Records from a data source:
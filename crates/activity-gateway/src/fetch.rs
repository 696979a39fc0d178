//! Fetch gateway contract between the model and whatever performs the IO.

use std::cell::RefCell;
use std::sync::Arc;

use activity_core::types::FetchRequest;

/// Issues activity fetches on behalf of the model.
///
/// `request` must not block. The implementation delivers exactly one
/// [`activity_core::FetchCompletion`] per request back to the model's owner,
/// which hands it to [`crate::ActivityModel::on_fetch_completed`]. Requests
/// are never retried by the gateway.
pub trait FetchGateway {
    fn request(&self, request: FetchRequest);
}

impl<T: FetchGateway + ?Sized> FetchGateway for &T {
    fn request(&self, request: FetchRequest) {
        (**self).request(request);
    }
}

impl<T: FetchGateway + ?Sized> FetchGateway for Arc<T> {
    fn request(&self, request: FetchRequest) {
        (**self).request(request);
    }
}

/// Gateway that only records what was asked of it. Completions are fed to
/// the model by the caller, which makes delivery order fully deterministic.
#[derive(Debug, Default)]
pub struct RecordingGateway {
    requests: RefCell<Vec<FetchRequest>>,
}

impl RecordingGateway {
    pub fn new() -> Self {
        Self::default()
    }

    /// Drain the requests issued since the last call.
    pub fn take_requests(&self) -> Vec<FetchRequest> {
        self.requests.take()
    }

    pub fn pending(&self) -> usize {
        self.requests.borrow().len()
    }
}

impl FetchGateway for RecordingGateway {
    fn request(&self, request: FetchRequest) {
        self.requests.borrow_mut().push(request);
    }
}

#[cfg(test)]
mod tests {
    use super::*;

    fn request(id: u64, account: &str) -> FetchRequest {
        FetchRequest {
            request_id: id,
            account_name: account.to_owned(),
            page: 0,
            page_size: 100,
        }
    }

    #[test]
    fn recording_gateway_drains() {
        let gw = RecordingGateway::new();
        gw.request(request(1, "a"));
        (&gw).request(request(2, "b"));
        assert_eq!(gw.pending(), 2);

        let taken = gw.take_requests();
        assert_eq!(taken.len(), 2);
        assert_eq!(taken[1].account_name, "b");
        assert_eq!(gw.pending(), 0);
    }
}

> **WHAT YOU SHOULD DO**
Spot the lines above that mention "pending" and copy them.

> **TASK OUTPUT**
    pub fn pending(&self) -> usize {
        assert_eq!(gw.pending(), 2);
        assert_eq!(gw.pending(), 0);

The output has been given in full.